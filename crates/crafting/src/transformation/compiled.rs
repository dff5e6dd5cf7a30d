use crate::elements::{Item, ItemStack};
use crate::error::ConfigurationError;
use crate::state::{CraftingState, StateShape};
use crate::world::World;

use super::{ChangeKind, InventoryChanges, InventoryOwner, Transformation};

/// Value of a `max` slot that carries no cap.
pub const UNBOUNDED: i64 = i64::MAX;

/// Fixed-length vectors of one owner, indexed by world slot.
#[derive(Debug, Clone, PartialEq, Eq)]
pub struct OwnerOps {
    add: Vec<i64>,
    remove: Vec<i64>,
    max: Vec<i64>,
    delta: Vec<i64>,
    caps: Vec<i64>,
    has_requirements: bool,
}

impl OwnerOps {
    fn compile(
        changes: &InventoryChanges,
        len: usize,
        slot_of: impl Fn(&Item) -> Result<usize, ConfigurationError>,
    ) -> Result<Self, ConfigurationError> {
        let add = quantities(changes.stacks(ChangeKind::Add), len, 0, &slot_of)?;
        let remove = quantities(changes.stacks(ChangeKind::Remove), len, 0, &slot_of)?;
        let max = quantities(changes.stacks(ChangeKind::Max), len, UNBOUNDED, &slot_of)?;

        let delta = add.iter().zip(&remove).map(|(a, r)| a - r).collect();
        let caps = max
            .iter()
            .zip(&add)
            .map(|(&cap, &added)| if cap == UNBOUNDED { UNBOUNDED } else { cap - added })
            .collect::<Vec<_>>();
        let has_requirements =
            remove.iter().any(|&amount| amount > 0) || caps.iter().any(|&cap| cap != UNBOUNDED);

        Ok(Self {
            add,
            remove,
            max,
            delta,
            caps,
            has_requirements,
        })
    }

    pub fn add(&self) -> &[i64] {
        &self.add
    }

    pub fn remove(&self) -> &[i64] {
        &self.remove
    }

    /// Declared caps; [`UNBOUNDED`] where no cap applies.
    pub fn max(&self) -> &[i64] {
        &self.max
    }

    pub fn has_requirements(&self) -> bool {
        self.has_requirements
    }

    /// `inventory >= remove` and `inventory <= max - add` on every slot.
    pub fn is_satisfied_by(&self, inventory: &[i64]) -> bool {
        if !self.has_requirements {
            return true;
        }
        inventory
            .iter()
            .zip(&self.remove)
            .zip(&self.caps)
            .all(|((&amount, &removed), &cap)| amount >= removed && amount <= cap)
    }

    /// Quantities saturate at the `i64` bounds.
    pub fn apply_to(&self, inventory: &mut [i64]) {
        for (amount, &delta) in inventory.iter_mut().zip(&self.delta) {
            *amount = amount.saturating_add(delta);
        }
    }
}

fn quantities(
    stacks: &[ItemStack],
    len: usize,
    fill: i64,
    slot_of: &impl Fn(&Item) -> Result<usize, ConfigurationError>,
) -> Result<Vec<i64>, ConfigurationError> {
    let mut values = vec![fill; len];
    for stack in stacks {
        values[slot_of(&stack.item)?] = i64::from(stack.quantity);
    }
    Ok(values)
}

#[derive(Debug, Clone, PartialEq, Eq)]
pub struct ZoneOps {
    pub zone_slot: usize,
    pub ops: OwnerOps,
}

/// World-bound form of a [`Transformation`].
#[derive(Debug, Clone, PartialEq, Eq)]
pub struct CompiledTransformation {
    shape: StateShape,
    player: Option<OwnerOps>,
    current: Option<OwnerOps>,
    destination_ops: Option<OwnerOps>,
    zones_ops: Vec<ZoneOps>,
    zones: Option<Vec<i64>>,
    destination: Option<Vec<i64>>,
    destination_slot: Option<usize>,
}

impl CompiledTransformation {
    pub(super) fn compile(
        transformation: &Transformation,
        world: &World,
    ) -> Result<Self, ConfigurationError> {
        let shape = StateShape::of(world);
        let needs_zones = transformation.zones.is_some()
            || transformation.destination.is_some()
            || !transformation.current.is_empty()
            || !transformation.zones_changes.is_empty();
        if needs_zones && shape.n_zones == 0 {
            return Err(ConfigurationError::WorldHasNoZones);
        }

        let player_slot = |item: &Item| world.item_slot(item);
        let zone_item_slot = |item: &Item| world.zone_item_slot(item);

        let mut player = None;
        let mut current = None;
        let mut destination_ops = None;
        let mut zones_ops = Vec::new();
        for (owner, changes) in transformation.declared_changes() {
            match owner {
                InventoryOwner::Player => {
                    player = Some(OwnerOps::compile(changes, shape.n_items, player_slot)?);
                }
                InventoryOwner::Current => {
                    current = Some(OwnerOps::compile(
                        changes,
                        shape.n_zones_items,
                        zone_item_slot,
                    )?);
                }
                InventoryOwner::Destination => {
                    destination_ops = Some(OwnerOps::compile(
                        changes,
                        shape.n_zones_items,
                        zone_item_slot,
                    )?);
                }
                InventoryOwner::Zone(zone) => zones_ops.push(ZoneOps {
                    zone_slot: world.zone_slot(&zone)?,
                    ops: OwnerOps::compile(changes, shape.n_zones_items, zone_item_slot)?,
                }),
            }
        }

        let zones = match &transformation.zones {
            Some(allowed) => {
                let mut mask = vec![0; shape.n_zones];
                for zone in allowed {
                    mask[world.zone_slot(zone)?] = 1;
                }
                Some(mask)
            }
            None => None,
        };

        let destination_slot = transformation
            .destination
            .as_ref()
            .map(|zone| world.zone_slot(zone))
            .transpose()?;
        let destination = destination_slot.map(|slot| {
            let mut one_hot = vec![0; shape.n_zones];
            one_hot[slot] = 1;
            one_hot
        });

        Ok(Self {
            shape,
            player,
            current,
            destination_ops,
            zones_ops,
            zones,
            destination,
            destination_slot,
        })
    }

    pub fn shape(&self) -> StateShape {
        self.shape
    }

    pub fn player(&self) -> Option<&OwnerOps> {
        self.player.as_ref()
    }

    pub fn current(&self) -> Option<&OwnerOps> {
        self.current.as_ref()
    }

    pub fn destination_ops(&self) -> Option<&OwnerOps> {
        self.destination_ops.as_ref()
    }

    pub fn zones_ops(&self) -> &[ZoneOps] {
        &self.zones_ops
    }

    /// Indicator of the zones the transformation may be invoked from.
    pub fn zones(&self) -> Option<&[i64]> {
        self.zones.as_deref()
    }

    /// One-hot of the destination zone.
    pub fn destination(&self) -> Option<&[i64]> {
        self.destination.as_deref()
    }

    pub fn destination_slot(&self) -> Option<usize> {
        self.destination_slot
    }

    pub(super) fn is_valid(&self, state: &CraftingState) -> bool {
        let current_slot = state.current_zone_slot();

        if let Some(mask) = &self.zones {
            let allowed = state
                .position()
                .iter()
                .zip(mask)
                .any(|(&here, &allowed)| here > 0 && allowed > 0);
            if !allowed {
                return false;
            }
        }

        if let Some(destination_slot) = self.destination_slot {
            if current_slot == Some(destination_slot) {
                return false;
            }
        }

        if let Some(ops) = &self.player {
            if !ops.is_satisfied_by(state.player_inventory()) {
                return false;
            }
        }

        if let Some(ops) = &self.current {
            match current_slot {
                Some(slot) if ops.is_satisfied_by(state.zone_inventory(slot)) => {}
                _ => return false,
            }
        }

        if let (Some(ops), Some(slot)) = (&self.destination_ops, self.destination_slot) {
            if !ops.is_satisfied_by(state.zone_inventory(slot)) {
                return false;
            }
        }

        self.zones_ops
            .iter()
            .all(|zone| zone.ops.is_satisfied_by(state.zone_inventory(zone.zone_slot)))
    }

    pub(super) fn apply(&self, state: &mut CraftingState) {
        let current_slot = state.current_zone_slot();

        if let Some(ops) = &self.player {
            ops.apply_to(state.player_inventory_mut());
        }

        if let (Some(ops), Some(slot)) = (&self.current, current_slot) {
            ops.apply_to(state.zone_inventory_mut(slot));
        }

        if let Some(slot) = self.destination_slot {
            if let Some(ops) = &self.destination_ops {
                ops.apply_to(state.zone_inventory_mut(slot));
            }
            state.move_to(slot);
        }

        for zone in &self.zones_ops {
            zone.ops.apply_to(state.zone_inventory_mut(zone.zone_slot));
        }
    }
}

# [What you have to do]
Exactly as they stand, set down the lines from the top of the data through the line with "quantities(changes.stacks(ChangeKind::Add), len, 0, &slot_of)?;".

# [Finished task]
filename crates/crafting/src/transformation/compiled.rs
repository dff5e6dd5cf7a30d
use crate::elements::{Item, ItemStack};
use crate::error::ConfigurationError;
use crate::state::{CraftingState, StateShape};
use crate::world::World;

use super::{ChangeKind, InventoryChanges, InventoryOwner, Transformation};

/// Value of a `max` slot that carries no cap.
pub const UNBOUNDED: i64 = i64::MAX;

/// Fixed-length vectors of one owner, indexed by world slot.
#[derive(Debug, Clone, PartialEq, Eq)]
pub struct OwnerOps {
    add: Vec<i64>,
    remove: Vec<i64>,
    max: Vec<i64>,
    delta: Vec<i64>,
    caps: Vec<i64>,
    has_requirements: bool,
}

impl OwnerOps {
    fn compile(
        changes: &InventoryChanges,
        len: usize,
        slot_of: impl Fn(&Item) -> Result<usize, ConfigurationError>,
    ) -> Result<Self, ConfigurationError> {
        let add = quantities(changes.stacks(ChangeKind::Add), len, 0, &slot_of)?;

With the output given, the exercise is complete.